*PROBLEM TO WORK ON*
Look through the entries below and return all lines including the word "CRLF".

[Saved entries]
********************
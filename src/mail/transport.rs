use async_trait::async_trait;
use lettre::address::Envelope;
use lettre::{Address, AsyncSmtpTransport, AsyncTransport, Tokio1Executor};

use crate::mail::message::OutgoingEmail;

/// The system mail transport: accepts a composed message and attempts
/// delivery, reporting success or failure. Object-safe so the application
/// can be wired with a recording double in tests.
#[async_trait]
pub trait MailTransport: Send + Sync + 'static {
    async fn send(&self, email: &OutgoingEmail) -> anyhow::Result<bool>;
}

/// SMTP-backed implementation.
pub struct SmtpMailTransport {
    transport: AsyncSmtpTransport<Tokio1Executor>,
}

impl SmtpMailTransport {
    /// Build the transport from a `smtp://` / `smtps://` url, which may carry
    /// credentials.
    pub fn new(url: &str) -> anyhow::Result<Self> {
        let transport = AsyncSmtpTransport::<Tokio1Executor>::from_url(url)?.build();
        Ok(Self { transport })
    }
}

#[async_trait]
impl MailTransport for SmtpMailTransport {
    async fn send(&self, email: &OutgoingEmail) -> anyhow::Result<bool> {
        let envelope = Envelope::new(
            Some(email.from_email.parse::<Address>()?),
            vec![email.to.parse::<Address>()?],
        )?;

        // The message is composed by us, headers included, so it goes out raw
        let response = self
            .transport
            .send_raw(&envelope, email.formatted().as_bytes())
            .await?;

        Ok(response.is_positive())
    }
}
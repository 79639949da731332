use validator::validate_email;

#[derive(Debug, Clone, PartialEq, Eq)]
pub struct SubmitterEmail(String);

// The character set an email address may legally contain (RFC 5322 atext
// plus the separators); everything else is stripped before validation.
const EMAIL_SPECIALS: &str = "!#$%&'*+-=?^_`{|}~@.[]";

fn is_legal_email_char(c: char) -> bool {
    c.is_ascii_alphanumeric() || EMAIL_SPECIALS.contains(c)
}

impl SubmitterEmail {
    /// Sanitize the raw form value by stripping characters that cannot appear
    /// in an email address, then run the full syntactic validity check.
    pub fn parse(s: String) -> Result<Self, String> {
        let sanitized: String = s.trim().chars().filter(|c| is_legal_email_char(*c)).collect();

        if validate_email(&sanitized) {
            Ok(Self(sanitized))
        } else {
            Err(format!("{} is not a valid email address.", s))
        }
    }
}

impl AsRef<str> for SubmitterEmail {
    fn as_ref(&self) -> &str {
        &self.0
    }
}

impl std::fmt::Display for SubmitterEmail {
    fn fmt(&self, f: &mut std::fmt::Formatter<'_>) -> std::fmt::Result {
        self.0.fmt(f)
    }
}
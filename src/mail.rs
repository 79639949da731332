pub mod message;
pub mod transport;

pub use message::{application_email, contact_email, Attachment, MessageContent, OutgoingEmail};
pub use transport::{MailTransport, SmtpMailTransport};
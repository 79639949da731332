mod assets;
mod health_check;
mod submit;

pub use assets::form_script;
pub use health_check::health_check;
pub use submit::{reject_non_post, submit_form, SubmitError};

pub fn error_chain_fmt(
    e: &impl std::error::Error,
    f: &mut std::fmt::Formatter<'_>,
) -> std::fmt::Result {
    writeln!(f, "{}\n", e)?;
    let mut current = e.source();
    while let Some(cause) = current {
        writeln!(f, "Caused by:\n\t{}", cause)?;
        current = cause.source();
    }
    Ok(())
}
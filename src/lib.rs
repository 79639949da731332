pub mod routes;
pub mod configuration;
pub mod startup;
pub mod telemetry;
pub mod domain;
pub mod mail;
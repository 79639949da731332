use std::net::TcpListener;
use std::sync::Arc;

use actix_web::dev::Server;
use actix_web::{web, App, HttpServer};
use secrecy::ExposeSecret;
use tracing_actix_web::TracingLogger;

use crate::configuration::{MailSettings, Settings};
use crate::mail::{MailTransport, SmtpMailTransport};
use crate::routes::{form_script, health_check, reject_non_post, submit_form};

/// A built, not-yet-running application, holding the bound port so tests
/// can bind to port 0 and discover the one the OS picked.
pub struct Application {
    port: u16,
    server: Server,
}

impl Application {
    pub async fn build(configuration: Settings) -> anyhow::Result<Self> {
        let mailer: Arc<dyn MailTransport> = Arc::new(SmtpMailTransport::new(
            configuration.mail.smtp_url.expose_secret(),
        )?);
        Self::build_with_transport(configuration, mailer)
    }

    /// Same as [`Application::build`], with the mail transport injected.
    /// The test suite uses this to swap in a recording double.
    pub fn build_with_transport(
        configuration: Settings,
        mailer: Arc<dyn MailTransport>,
    ) -> anyhow::Result<Self> {
        let address = format!(
            "{}:{}",
            configuration.application.host, configuration.application.port
        );
        let listener = TcpListener::bind(address)?;
        let port = listener.local_addr()?.port();
        let server = run(listener, mailer, configuration.mail)?;

        Ok(Self { port, server })
    }

    pub fn port(&self) -> u16 {
        self.port
    }

    pub async fn run_until_stopped(self) -> Result<(), std::io::Error> {
        self.server.await
    }
}

pub fn run(
    listener: TcpListener,
    mailer: Arc<dyn MailTransport>,
    mail_settings: MailSettings,
) -> Result<Server, std::io::Error> {

    // using web::Data to wrap the shared state in a smart pointer(Arc)
    // as App requires the app_data to implement Clone trait for "T"
    // and in Arc<T> T is clonable, no matter what T is
    let mailer = web::Data::from(mailer);
    let mail_settings = web::Data::new(mail_settings);

    let server = HttpServer::new(move || {
        App::new()
            .wrap(TracingLogger::default())
            .route("/health_check", web::get().to(health_check))
            .route("/assets/ajax-form.js", web::get().to(form_script))
            .service(
                web::resource("/submit")
                    .route(web::post().to(submit_form))
                    // anything other than POST gets the 403 retry message
                    .route(web::route().to(reject_non_post)),
            )
            .app_data(mailer.clone())
            .app_data(mail_settings.clone())
    })
        .listen(listener)?
        .run();
    // No .await here
    Ok(server)
}
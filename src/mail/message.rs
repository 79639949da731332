//! Outgoing email composition.
//!
//! Renders an [`OutgoingEmail`] into a full RFC 5322 / MIME message string
//! suitable for handing to the mail transport: a single text/plain message
//! for contact submissions, multipart/mixed with a base64 attachment part
//! for job applications.

use base64::engine::general_purpose::STANDARD;
use base64::Engine;
use unicode_segmentation::UnicodeSegmentation;
use uuid::Uuid;

use crate::domain::{ContactSubmission, JobApplicationSubmission};

/// Subject excerpt length for contact messages, in grapheme clusters.
const SUBJECT_EXCERPT_LEN: usize = 50;

/// Base64 line width in the attachment part.
const BASE64_LINE_LEN: usize = 76;

#[derive(Debug, Clone, PartialEq, Eq)]
pub struct OutgoingEmail {
    pub to: String,
    pub from_name: String,
    pub from_email: String,
    pub reply_to: String,
    pub subject: String,
    pub content: MessageContent,
}

#[derive(Debug, Clone, PartialEq, Eq)]
pub enum MessageContent {
    Plain(String),
    Mixed {
        boundary: String,
        text: String,
        attachment: Attachment,
    },
}

#[derive(Debug, Clone, PartialEq, Eq)]
pub struct Attachment {
    pub filename: String,
    pub content_type: String,
    /// Base64-encoded content.
    pub data_base64: String,
}

impl Attachment {
    pub fn new(filename: impl Into<String>, content_type: impl Into<String>, data: &[u8]) -> Self {
        Self {
            filename: filename.into(),
            content_type: content_type.into(),
            data_base64: STANDARD.encode(data),
        }
    }
}

/// Compose the plain-text email for a contact submission.
pub fn contact_email(submission: &ContactSubmission, recipient: &str) -> OutgoingEmail {
    let subject = format!("Contact Form – {}", subject_excerpt(&submission.message));

    let mut body = String::new();
    body.push_str("New message from the website contact form.\n\n");
    body.push_str(&format!("Name: {}\n", submission.name.as_ref()));
    body.push_str(&format!("Email: {}\n\n", submission.email.as_ref()));
    body.push_str(&format!("Message:\n{}\n", submission.message));

    OutgoingEmail {
        to: recipient.to_string(),
        from_name: submission.name.as_ref().to_string(),
        from_email: submission.email.as_ref().to_string(),
        reply_to: submission.email.as_ref().to_string(),
        subject,
        content: MessageContent::Plain(body),
    }
}

/// Compose the multipart/mixed email for a job application, with the CV
/// base64-encoded as an attachment part. The attachment content type is
/// detected from the file bytes, falling back to a generic octet-stream.
pub fn application_email(submission: &JobApplicationSubmission, recipient: &str) -> OutgoingEmail {
    let position = submission.position.as_deref();
    let subject = format!(
        "New Job Application – {}",
        position.unwrap_or("Unspecified role")
    );

    let mut body = String::new();
    body.push_str("A new job application has been submitted.\n\n");
    body.push_str(&format!("Applicant name: {}\n", submission.name.as_ref()));
    body.push_str(&format!("Email: {}\n", submission.email.as_ref()));
    body.push_str(&format!("Phone: {}\n", submission.phone));
    body.push_str(&format!("Position: {}\n", position.unwrap_or("Not provided")));
    body.push_str(&format!(
        "Portfolio: {}\n\n",
        submission.portfolio.as_deref().unwrap_or("Not provided")
    ));
    body.push_str(&format!("Cover letter:\n{}\n", submission.cover_letter));

    let content_type = infer::get(&submission.cv.content)
        .map(|kind| kind.mime_type().to_string())
        .unwrap_or_else(|| "application/octet-stream".to_string());

    OutgoingEmail {
        to: recipient.to_string(),
        from_name: submission.name.as_ref().to_string(),
        from_email: submission.email.as_ref().to_string(),
        reply_to: submission.email.as_ref().to_string(),
        subject,
        content: MessageContent::Mixed {
            boundary: generate_boundary(),
            text: body,
            attachment: Attachment::new(&submission.cv.filename, content_type, &submission.cv.content),
        },
    }
}

impl OutgoingEmail {
    /// Render the full wire message: headers, then the body, CRLF line endings
    /// throughout the MIME framing.
    pub fn formatted(&self) -> String {
        let mut out = String::new();
        write_header(&mut out, "From", &format!("{} <{}>", self.from_name, self.from_email));
        write_header(&mut out, "Reply-To", &self.reply_to);
        write_header(&mut out, "To", &self.to);
        write_header(&mut out, "Subject", &encode_header_value(&self.subject));

        match &self.content {
            MessageContent::Plain(text) => {
                write_header(&mut out, "Content-Type", "text/plain; charset=UTF-8");
                out.push_str("\r\n");
                out.push_str(text);
            }
            MessageContent::Mixed { boundary, text, attachment } => {
                write_header(&mut out, "MIME-Version", "1.0");
                write_header(
                    &mut out,
                    "Content-Type",
                    &format!("multipart/mixed; boundary=\"{}\"", boundary),
                );
                out.push_str("\r\n");

                out.push_str(&format!("--{}\r\n", boundary));
                write_header(&mut out, "Content-Type", "text/plain; charset=\"UTF-8\"");
                write_header(&mut out, "Content-Transfer-Encoding", "8bit");
                out.push_str("\r\n");
                out.push_str(text);
                out.push_str("\r\n");

                out.push_str(&format!("--{}\r\n", boundary));
                write_header(
                    &mut out,
                    "Content-Type",
                    &format!("{}; name=\"{}\"", attachment.content_type, attachment.filename),
                );
                write_header(&mut out, "Content-Transfer-Encoding", "base64");
                write_header(
                    &mut out,
                    "Content-Disposition",
                    &format!("attachment; filename=\"{}\"", attachment.filename),
                );
                out.push_str("\r\n");
                out.push_str(&chunk_split(&attachment.data_base64));
                out.push_str(&format!("\r\n--{}--", boundary));
            }
        }

        out
    }
}

/// The first 50 graphemes of the message, with an ellipsis when truncated.
/// Grapheme clusters, not bytes, so multi-byte text is never split.
fn subject_excerpt(message: &str) -> String {
    let graphemes: Vec<&str> = message.graphemes(true).collect();
    if graphemes.len() > SUBJECT_EXCERPT_LEN {
        format!("{}…", graphemes[..SUBJECT_EXCERPT_LEN].concat())
    } else {
        message.to_string()
    }
}

/// A fresh boundary token for each message.
fn generate_boundary() -> String {
    format!("==Multipart_Boundary_{}", Uuid::new_v4().to_simple())
}

fn write_header(out: &mut String, name: &str, value: &str) {
    out.push_str(name);
    out.push_str(": ");
    out.push_str(value);
    out.push_str("\r\n");
}

/// RFC 2047 Base64 encoding for non-ASCII header values.
fn encode_header_value(value: &str) -> String {
    if value.is_ascii() {
        return value.to_string();
    }
    format!("=?UTF-8?B?{}?=", STANDARD.encode(value.as_bytes()))
}

/// Split a base64 string into CRLF-terminated lines of 76 characters.
fn chunk_split(encoded: &str) -> String {
    encoded
        .as_bytes()
        .chunks(BASE64_LINE_LEN)
        // base64 output is always valid UTF-8
        .map(|chunk| std::str::from_utf8(chunk).unwrap())
        .collect::<Vec<_>>()
        .join("\r\n")
}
********************
*EXERCISE RESULT*
    /// Render the full wire message: headers, then the body, CRLF line endings
/// Split a base64 string into CRLF-terminated lines of 76 characters.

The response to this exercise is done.